===== DATASET ENTRIES

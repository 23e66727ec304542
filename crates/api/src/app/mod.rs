//! HTTP API application wiring (Axum router + service wiring).
//!
//! - `services.rs`: collaborator wiring (in-memory or Postgres source)
//! - `routes/`: HTTP routes + handlers
//! - `dto.rs`: query parameters and parsing helpers
//! - `errors.rs`: consistent error responses

use std::sync::Arc;

use axum::{routing::get, Extension, Router};
use tower::ServiceBuilder;

pub mod dto;
pub mod errors;
pub mod routes;
pub mod services;

use services::Intelligence;

/// Build the full HTTP router (public entrypoint used by `main.rs`).
pub fn build_app(intelligence: Arc<Intelligence>) -> Router {
    Router::new()
        .route("/health", get(routes::system::health))
        .nest("/inventory", routes::inventory::router())
        .layer(ServiceBuilder::new().layer(Extension(intelligence)))
}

==========

Go line by line through the data and copy any that contain "HTTP".

PROBLEM SOLUTION »
//! HTTP API application wiring (Axum router + service wiring).
//! - `routes/`: HTTP routes + handlers
/// Build the full HTTP router (public entrypoint used by `main.rs`).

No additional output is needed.